[bksvol-discuss] Re: Clarifying the stripper and page number issue for Monday Meeting

  • From: "Jana Jackson" <jana@xxxxxxxxxxxxxxx>
  • To: <bksvol-discuss@xxxxxxxxxxxxx>
  • Date: Thu, 31 Mar 2005 22:52:52 -0600

Hi, Cindy and Mary! actually, thankfully, the paperless Braille devices such as the BrailleNote work in the same way. When you turn off the device while reading a book, or when you change to a different file and return to your book later, you can pick up right where you left off. Ahh, the blessings of modern technology! <Smile>

Jana, who has read quite enough e-mail for one day and is off to continue reading a novel with her beloved BrailleNote, affectionately dubbed Theo!

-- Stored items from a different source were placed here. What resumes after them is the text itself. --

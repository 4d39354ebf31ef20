//! Configuration schema.
//!
//! Hierarchy: `Config` → `GeneratorConfig`, `ChannelsConfig`, `LocaleConfig`,
//! `RelayConfig`.
//!
//! JSON on disk uses **camelCase** keys; Rust uses snake_case.
//! We use `#[serde(rename_all = "camelCase")]` to handle the conversion.

use serde::{Deserialize, Serialize};
use std::collections::HashMap;

// ─────────────────────────────────────────────
// Root Config
// ─────────────────────────────────────────────

/// Root configuration — loaded from `~/.parlo/config.json` + env vars.
///
/// Built once at start-up and shared read-only afterwards.
#[derive(Clone, Debug, Default, Serialize, Deserialize)]
#[serde(rename_all = "camelCase", default)]
pub struct Config {
    pub generator: GeneratorConfig,
    pub channels: ChannelsConfig,
    pub locale: LocaleConfig,
    pub relay: RelayConfig,
}

// ─────────────────────────────────────────────
// Generator
// ─────────────────────────────────────────────

/// Default system prompt sent ahead of every inbound message.
pub const DEFAULT_SYSTEM_PROMPT: &str = "You are a customer service assistant who helps \
resolve customer queries over a messaging channel. Keep a professional and friendly tone. \
If you do not know the answer, say so and suggest contacting customer service.";

/// Response generator settings (any OpenAI-compatible chat completions API).
#[derive(Clone, Debug, Serialize, Deserialize)]
#[serde(rename_all = "camelCase", default)]
pub struct GeneratorConfig {
    /// API base URL (e.g. `"https://api.openai.com/v1"`).
    pub api_base: String,
    /// API key for Bearer authentication.
    pub api_key: String,
    /// Model or deployment name.
    pub model: String,
    /// System prompt prepended to every request.
    pub system_prompt: String,
    /// Maximum tokens to generate per reply.
    pub max_tokens: u32,
    /// Sampling temperature (0.0 – 2.0).
    pub temperature: f64,
    /// HTTP request timeout in seconds.
    pub timeout_secs: u64,
}

impl GeneratorConfig {
    /// Whether an API key has been configured.
    pub fn is_configured(&self) -> bool {
        !self.api_key.is_empty()
    }
}

impl Default for GeneratorConfig {
    fn default() -> Self {
        Self {
            api_base: "https://api.openai.com/v1".to_string(),
            api_key: String::new(),
            model: "gpt-4o-mini".to_string(),
            system_prompt: DEFAULT_SYSTEM_PROMPT.to_string(),
            max_tokens: 4096,
            temperature: 0.7,
            timeout_secs: 120,
        }
    }
}

// ─────────────────────────────────────────────
// Channels
// ─────────────────────────────────────────────

/// Per-variant delivery policy.
#[derive(Clone, Debug, Serialize, Deserialize, PartialEq)]
#[serde(rename_all = "camelCase", default)]
pub struct BehaviorConfig {
    /// Channel identifiers that select this variant.
    pub channel_ids: Vec<String>,
    /// Whether long replies are segmented and sent as several messages.
    /// When false, replies go out as one message whatever their length.
    pub requires_streaming: bool,
    /// Maximum characters per outbound message.
    pub max_length: usize,
    /// Delay between consecutive list-item parts, in milliseconds.
    pub pacing_ms: u64,
}

impl Default for BehaviorConfig {
    fn default() -> Self {
        Self {
            channel_ids: Vec::new(),
            requires_streaming: false,
            max_length: 50_000,
            pacing_ms: 1_000,
        }
    }
}

/// All channel variant configurations.
#[derive(Clone, Debug, Serialize, Deserialize)]
#[serde(rename_all = "camelCase", default)]
pub struct ChannelsConfig {
    /// Fallback variant for any channel without a dedicated behavior.
    pub default: BehaviorConfig,
    /// Privacy-sensitive WhatsApp variant.
    pub whatsapp: BehaviorConfig,
}

impl Default for ChannelsConfig {
    fn default() -> Self {
        Self {
            default: BehaviorConfig::default(),
            whatsapp: BehaviorConfig {
                channel_ids: vec!["whatsapp".to_string(), "twilio-sms".to_string()],
                requires_streaming: true,
                ..BehaviorConfig::default()
            },
        }
    }
}

// ─────────────────────────────────────────────
// Locale
// ─────────────────────────────────────────────

/// Phone-prefix locale resolution settings.
#[derive(Clone, Debug, Serialize, Deserialize)]
#[serde(rename_all = "camelCase", default)]
pub struct LocaleConfig {
    /// Marker preceding the embedded phone number in an address.
    pub address_prefix: String,
    /// Locale returned when no prefix matches.
    pub default_locale: String,
    /// Language returned when no prefix matches.
    pub default_language: String,
    /// Extra prefix → locale entries, merged over the built-in table.
    pub extra_locales: HashMap<String, String>,
    /// Extra prefix → language entries, merged over the built-in table.
    pub extra_languages: HashMap<String, String>,
}

impl Default for LocaleConfig {
    fn default() -> Self {
        Self {
            address_prefix: "whatsapp:".to_string(),
            default_locale: "en-US".to_string(),
            default_language: "English".to_string(),
            extra_locales: HashMap::new(),
            extra_languages: HashMap::new(),
        }
    }
}

// ─────────────────────────────────────────────
// Relay
// ─────────────────────────────────────────────

/// Turn relay settings.
#[derive(Clone, Debug, Serialize, Deserialize)]
#[serde(rename_all = "camelCase", default)]
pub struct RelayConfig {
    /// Buffer size of the inbound queue.
    pub inbound_capacity: usize,
    /// Ask the generator to answer in the language resolved from the address.
    pub language_hint: bool,
}

impl Default for RelayConfig {
    fn default() -> Self {
        Self {
            inbound_capacity: 100,
            language_hint: true,
        }
    }
}

// ─────────────────────────────────────────────
// Tests
// ─────────────────────────────────────────────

----- Original Message ----- From: "Mary Otten" <maryotten@xxxxxxxxxxxxx>
To: <bksvol-discuss@xxxxxxxxxxxxx>
Sent: Thursday, March 31, 2005 7:58 PM
Subject: [bksvol-discuss] Re: Clarifying the stripper and page number issue for Monday Meeting



Cindy,
Many of the devices we use to listen to books remember where you were when you close out of the book. And if they don't, then what good is a page number for finding the place? Better to just enter something like
*** which you can then search on and find your place that way and get rid of the ***. I'd never remember a page number from one time to the next. Braille hard copy readers use bookmarks just like print hard copy
readers do. I can't speak to the folks who use paperless braille, like the braille note. I don't know if that device remembers your stopping place, but I'd venture to say that a page number in and of itself offers no help
unless you remember it from one time to the next, whether one is using speech or braille to access the print. The Daisy format is good, because it offers the ability to get to the page number if one wants it and not if one
doesn't. It satisfies both categories. Retained print page numbers are used to provide the page numbers for the daisy books.
The difference between reading hard copy braille and listening to speech is that with the former, you have the ability to automatically skip things like top of page headers or page numbers, like you can do when you
read print. If one is listening with speech, one has no choice but to hear all that stuff because one listens serially without the option to just ignore the existence of the stuff at the top of the page.